Nuestra conexión aérea saldría de La Habana el domingo, por lo que teníamos el sábado para nosotros. A mis dos compañeros de viaje que tenían rango estatal no les fue difícil hacer los arreglos para viajar a las playas de Varadero.

En las primeras horas de aquel sábado, emprendimos el viaje en un coche viejo, de aquellos que los cubanos logran hacerlos casi eternos. El motor roncaba rítmicamente mientras recorríamos la carretera costanera. Conforme avanzábamos el sol se tornaba más cálido y nos prometía un perfecto día de playa.

Nuestro chofer era un cubano de alrededor de unos cincuenta años. En su cerrado acento nos iba contando anécdotas, o historias de los lugares que encontrábamos en el camino. Era un hombre alegre, con esa alegría del hombre simple que apenas exige poco a la vida. Amaba a su familia por sobre todas las cosas. Pero tenía un concepto más amplio de lo que era la «familia». Fidel también era su familia, así como «Robertico» Robaina, el joven canciller que esos días se destacaba en América del Sur.      

  

Como era de suponer, apenas llegamos a las playas nos lanzamos a la conquista del mar. Grande fue mi sorpresa el descubrir que esa inmensa alfombra blanca, de un blanco brillante que forma la arena de esa playa se introduce en  un  mar  tranquilo, pacífico, casi sin olas, por decenas de metros, casi un centenar diría yo. Parecía interminable, caminaba y caminaba dentro del agua y su nivel me iba cubriendo poco a poco, muy poco a poco. Las aguas eran de un color turquesa profundo como yo nunca había conocido. Fue realmente una mañana inolvidable.
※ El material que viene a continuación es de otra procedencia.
//! Integer geometry in database units.
//!
//! Points, rectangles, bounding boxes and transforms come from
//! `layout21::raw`. [`RectExt`] adds the Manhattan helpers the router leans
//! on: side accessors, centered construction and rectangle booleans.
//! Conversion to and from microns lives on [`TechMap`](crate::tech::TechMap).

use serde::{Deserialize, Serialize};

pub use layout21raw::geom::{Transform, TransformTrait};
pub use layout21raw::{BoundBox, BoundBoxTrait, Dir, Int, Point, Rect};

/// A width and a height.
#[derive(Debug, Copy, Clone, Default, PartialEq, Eq, Hash, Serialize, Deserialize)]
pub struct Dims {
    pub w: Int,
    pub h: Int,
}

impl Dims {
    #[inline]
    pub const fn new(w: Int, h: Int) -> Self {
        Self { w, h }
    }

    #[inline]
    pub const fn square(a: Int) -> Self {
        Self { w: a, h: a }
    }

    /// Returns `true` if either dimension of `self` exceeds the matching dimension of `other`.
    #[inline]
    pub fn exceeds(&self, other: Dims) -> bool {
        self.w > other.w || self.h > other.h
    }
}

/// Manhattan helpers for [`Rect`].
///
/// Every constructor here returns a rectangle with `p0` at the lower-left
/// corner and `p1` at the upper-right corner. The accessors assume that
/// ordering; call [`RectExt::normalized`] on rectangles from elsewhere.
pub trait RectExt: Sized {
    fn from_sides(left: Int, bottom: Int, right: Int, top: Int) -> Self;

    /// A `dims`-sized rectangle centered on `center`.
    ///
    /// Odd extents put the extra database unit on the upper/right side.
    fn from_center(center: Point, dims: Dims) -> Self;

    fn normalized(&self) -> Self;
    fn left(&self) -> Int;
    fn bottom(&self) -> Int;
    fn right(&self) -> Int;
    fn top(&self) -> Int;

    #[inline]
    fn width(&self) -> Int {
        self.right() - self.left()
    }

    #[inline]
    fn height(&self) -> Int {
        self.top() - self.bottom()
    }

    #[inline]
    fn dims(&self) -> Dims {
        Dims::new(self.width(), self.height())
    }

    /// Twice the center point; exact even when a side has odd length.
    fn center2(&self) -> Point {
        Point::new(self.left() + self.right(), self.bottom() + self.top())
    }

    /// A rectangle with zero width or height covers no area.
    #[inline]
    fn is_degenerate(&self) -> bool {
        self.width() == 0 || self.height() == 0
    }

    /// Grows the rectangle by `dist` on every side.
    fn expand(&self, dist: Int) -> Self {
        Self::from_sides(
            self.left() - dist,
            self.bottom() - dist,
            self.right() + dist,
            self.top() + dist,
        )
    }

    /// Applies `tf` and restores the corner ordering.
    fn transformed(&self, tf: &Transform) -> Self;

    /// The overlapping area of two rectangles, if they share any area.
    fn overlap(&self, other: &Self) -> Option<Self> {
        let left = self.left().max(other.left());
        let bottom = self.bottom().max(other.bottom());
        let right = self.right().min(other.right());
        let top = self.top().min(other.top());
        (left < right && bottom < top).then(|| Self::from_sides(left, bottom, right, top))
    }

    /// Returns `true` if the rectangles overlap or share an edge segment.
    fn touches(&self, other: &Self) -> bool {
        let h = self.left() <= other.right() && other.left() <= self.right();
        let v = self.bottom() <= other.top() && other.bottom() <= self.top();
        let hs = self.left() < other.right() && other.left() < self.right();
        let vs = self.bottom() < other.top() && other.bottom() < self.top();
        // Corner-only contact does not connect two polygons.
        (h && vs) || (v && hs)
    }

    fn encloses(&self, other: &Self) -> bool {
        self.left() <= other.left()
            && self.bottom() <= other.bottom()
            && self.right() >= other.right()
            && self.top() >= other.top()
    }

    /// The smallest rectangle covering both.
    fn hull(&self, other: &Self) -> Self {
        Self::from_sides(
            self.left().min(other.left()),
            self.bottom().min(other.bottom()),
            self.right().max(other.right()),
            self.top().max(other.top()),
        )
    }

    /// Splits `self - other` into at most four disjoint rectangles.
    fn subtract(&self, other: &Self) -> Vec<Self>;
}

impl RectExt for Rect {
    #[inline]
    fn from_sides(left: Int, bottom: Int, right: Int, top: Int) -> Self {
        Rect {
            p0: Point::new(left.min(right), bottom.min(top)),
            p1: Point::new(left.max(right), bottom.max(top)),
        }
    }

    fn from_center(center: Point, dims: Dims) -> Self {
        let left = center.x - dims.w / 2;
        let bottom = center.y - dims.h / 2;
        Self::from_sides(left, bottom, left + dims.w, bottom + dims.h)
    }

    fn normalized(&self) -> Self {
        Self::from_sides(self.p0.x, self.p0.y, self.p1.x, self.p1.y)
    }

    #[inline]
    fn left(&self) -> Int {
        self.p0.x
    }
    #[inline]
    fn bottom(&self) -> Int {
        self.p0.y
    }
    #[inline]
    fn right(&self) -> Int {
        self.p1.x
    }
    #[inline]
    fn top(&self) -> Int {
        self.p1.y
    }

    fn transformed(&self, tf: &Transform) -> Self {
        TransformTrait::transform(self, tf).normalized()
    }

    fn subtract(&self, other: &Self) -> Vec<Self> {
        let Some(cut) = self.overlap(other) else {
            return vec![self.clone()];
        };
        let mut out = Vec::with_capacity(4);
        if cut.bottom() > self.bottom() {
            out.push(Rect::from_sides(self.left(), self.bottom(), self.right(), cut.bottom()));
        }
        if cut.top() < self.top() {
            out.push(Rect::from_sides(self.left(), cut.top(), self.right(), self.top()));
        }
        if cut.left() > self.left() {
            out.push(Rect::from_sides(self.left(), cut.bottom(), cut.left(), cut.top()));
        }
        if cut.right() < self.right() {
            out.push(Rect::from_sides(cut.right(), cut.bottom(), self.right(), cut.top()));
        }
        out
    }
}

/// Bounding rectangle of a set of rectangles, or `None` when the set is empty.
pub fn bbox_of<'a>(rects: impl IntoIterator<Item = &'a Rect>) -> Option<Rect> {
    let bbox = rects.into_iter().fold(BoundBox::empty(), |acc, r| {
        acc.union(&BoundBox::from_points(r.p0, r.p1))
    });
    (!bbox.is_empty()).then(|| Rect::from_sides(bbox.p0.x, bbox.p0.y, bbox.p1.x, bbox.p1.y))
}

/// Rounds `a` to the nearest multiple of `grid`; ties round up.
pub fn snap(a: Int, grid: Int) -> Int {
    debug_assert!(grid > 0);
    let r = a.rem_euclid(grid);
    let down = a - r;
    if 2 * r >= grid {
        down + grid
    } else {
        down
    }
}

#[cfg(test)]
mod tests {
    use super::*;

    #[test]
    fn test_rect_subtract() {
        let a = Rect::from_sides(0, 0, 100, 100);
        let b = Rect::from_sides(25, 25, 75, 75);
        let parts = a.subtract(&b);
        assert_eq!(parts.len(), 4);
        let area: Int = parts.iter().map(|p| p.width() * p.height()).sum();
        assert_eq!(area, 100 * 100 - 50 * 50);
        assert!(parts.iter().all(|p| p.overlap(&b).is_none()));

        let far = Rect::from_sides(200, 200, 300, 300);
        assert_eq!(a.subtract(&far), vec![a.clone()]);
        assert!(a.subtract(&a.expand(10)).is_empty());
    }

    #[test]
    fn test_rect_touches() {
        let a = Rect::from_sides(0, 0, 10, 10);
        assert!(a.touches(&Rect::from_sides(10, 0, 20, 10)));
        assert!(a.touches(&Rect::from_sides(5, 5, 15, 15)));
        assert!(!a.touches(&Rect::from_sides(10, 10, 20, 20)));
        assert!(!a.touches(&Rect::from_sides(11, 0, 20, 10)));
    }

    #[test]
    fn test_rotated_rect_is_normalized() {
        let tf = Transform::from_instance(&Point::new(10, 0), false, Some(90.));
        let r = Rect::from_sides(0, 0, 4, 2).transformed(&tf);
        assert_eq!(r, Rect::from_sides(8, 0, 10, 4));
        assert_eq!(r.dims(), Dims::new(2, 4));
    }

    #[test]
    fn test_from_center_odd() {
        let r = Rect::from_center(Point::new(0, 0), Dims::new(185, 4));
        assert_eq!(r, Rect::from_sides(-92, -2, 93, 2));
        assert_eq!(r.center2(), Point::new(1, 0));
    }

    #[test]
    fn test_bbox_of() {
        let rects = [Rect::from_sides(0, 0, 10, 10), Rect::from_sides(-5, 20, 3, 30)];
        assert_eq!(bbox_of(&rects), Some(Rect::from_sides(-5, 0, 10, 30)));
        assert_eq!(bbox_of(&[]), None);
    }

    #[test]
    fn test_snap() {
        assert_eq!(snap(12, 5), 10);
        assert_eq!(snap(13, 5), 15);
        assert_eq!(snap(-12, 5), -10);
        assert_eq!(snap(-13, 5), -15);
        assert_eq!(snap(15, 5), 15);
    }
}
//! Process-agnostic Manhattan routing and via synthesis for analog layout.
//!
//! Routes and vias are built into a [`layout::Library`] against an explicit
//! [`tech::TechMap`]; nothing in the crate depends on a globally selected
//! process.

pub mod cli;
pub mod error;
pub mod geometry;
pub mod halo;
pub mod layout;
pub mod paths;
pub mod route;
pub mod tech;
pub mod via;

pub use error::{Error, Result};

#[cfg(test)]
pub(crate) mod tests;
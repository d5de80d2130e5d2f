//! # Derived halo geometry
//!
//! Some processes require a protective layer around every place where a
//! contact lands on gate poly. The pass intersects the two source layers,
//! pads each overlap, and bridges pads whose centers are close together.
//! It reads the cell's full hierarchy but only ever draws into the cell itself.

use arcstr::ArcStr;
use itertools::Itertools;
use serde::Serialize;

use crate::error::Result;
use crate::geometry::{Int, Rect, RectExt};
use crate::layout::boolean::Region;
use crate::layout::flat::{flatten, FlatCell};
use crate::layout::{CellId, GdsLayer, Library};
use crate::tech::TechMap;

#[derive(Debug, Clone, PartialEq, Eq, Serialize)]
pub struct HaloRule {
    /// Abstract name of the contact layer.
    pub contact: ArcStr,
    /// Abstract name of the gate poly layer.
    pub poly: ArcStr,
    /// Abstract name of the layer the halo is drawn on.
    pub layer: ArcStr,
    /// Margin added around each contact/poly overlap.
    pub pad: Int,
    /// Padded overlaps whose centers are closer than this in both axes are bridged.
    pub threshold: Int,
}

impl HaloRule {
    /// Adds halo rectangles to `cell` and returns how many were drawn.
    pub fn apply(&self, lib: &mut Library, cell: CellId, tech: &TechMap) -> Result<usize> {
        let contact_layer = tech.layer_of(&self.contact)?;
        let poly_layer = tech.layer_of(&self.poly)?;
        let halo_layer = tech.layer_of(&self.layer)?;

        let flat = flatten(lib, cell)?;
        let contacts = region(&flat, contact_layer);
        let poly = region(&flat, poly_layer);
        let existing = region(&flat, halo_layer);

        // Cells with fewer than two contacts or two poly shapes are skipped
        // entirely, even if they hold one contact-over-poly overlap.
        let (n_contacts, n_poly) = (contacts.polygons().len(), poly.polygons().len());
        if n_contacts < 2 || n_poly < 2 {
            log::debug!(
                "{}: skipping halo pass ({n_contacts} contact and {n_poly} poly polygons)",
                flat.name
            );
            return Ok(0);
        }

        let overlaps = contacts.intersect(&poly).subtract(&existing);
        let candidates: Vec<Rect> = overlaps
            .polygons()
            .iter()
            .filter_map(|p| p.bbox())
            .map(|r| r.expand(self.pad))
            .collect();
        let merged = merge_candidates(&candidates, self.threshold);

        let count = candidates.len() + merged.len();
        for rect in candidates.into_iter().chain(merged) {
            lib.draw_rect(cell, halo_layer, rect)?;
        }
        log::debug!("{}: drew {count} `{}` rectangles", flat.name, self.layer);
        Ok(count)
    }
}

fn region(flat: &FlatCell, layer: GdsLayer) -> Region {
    flat.on_layer(layer).cloned().collect()
}

/// For every unordered pair of candidates whose centers are closer than
/// `threshold` along both axes, the bounding box of the pair.
///
/// Candidates are never removed and overlapping merges are not deduplicated.
pub fn merge_candidates(candidates: &[Rect], threshold: Int) -> Vec<Rect> {
    candidates
        .iter()
        .tuple_combinations()
        .filter(|(a, b)| {
            // Doubled centers keep odd-sized rectangles exact.
            let (ca, cb) = (a.center2(), b.center2());
            (ca.x - cb.x).abs() < 2 * threshold && (ca.y - cb.y).abs() < 2 * threshold
        })
        .map(|(a, b)| a.hull(b))
        .collect()
}

/// Runs the halo pass declared by `tech`, if any, on `cell`.
///
/// Returns the number of rectangles drawn; zero when the process has no
/// halo rule.
pub fn run_derived_geometry_pass(lib: &mut Library, cell: CellId, tech: &TechMap) -> Result<usize> {
    match tech.halo_rule() {
        Some(rule) => rule.apply(lib, cell, tech),
        None => Ok(0),
    }
}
Cerca de las dos de la tarde el hambre se hizo presente y debimos buscar algún sitio para comer. No era temporada y muy pocos locales atendían a los escasos turistas que hollábamos ese paraíso. Al fin, en una esquina encontramos un restaurante abierto y dispuesto a complacernos.

Nos sentamos e invitamos a nuestro amigo chofer a que se nos uniera en el almuerzo. Una ronda de cervezas fue el preámbulo de un suculento plato de productos del mar. La cocina cubana en su sencillez en la presentación y su magnificencia en su sabor, fue el mejor regalo de aquel día que lo habíamos planificado para el descanso.

Al final, un café vino a cerrar el apetito. Nuestro amigo chofer, de pronto nos devolvió a la realidad. En lugar del café, humildemente nos pidió un favor. Quería llevar a su familia una lata de Coca Cola, pues los miembros de su casa nunca la habían conocido y él quería ofrecerles ese regalo. No tenía dinero para comprarles esa lata, por lo que «abusando de su amistad» nos solicitaba ese favor.

Claro que lo haríamos, incluso nos ofrecimos para que no sea una sola lata, sino que fueran tantas como miembros de familia hubiera en su casa. Creo que fue un insulto, porque no sólo que cambió su fisonomía sino que no quiso aceptarnos ni siquiera la única lata que nos había pedido.

Al despedirnos frente al hotel en La Habana, su sonrisa fue el anuncio de que llevaría una lata, pero una sola, de Coca Cola a su familia.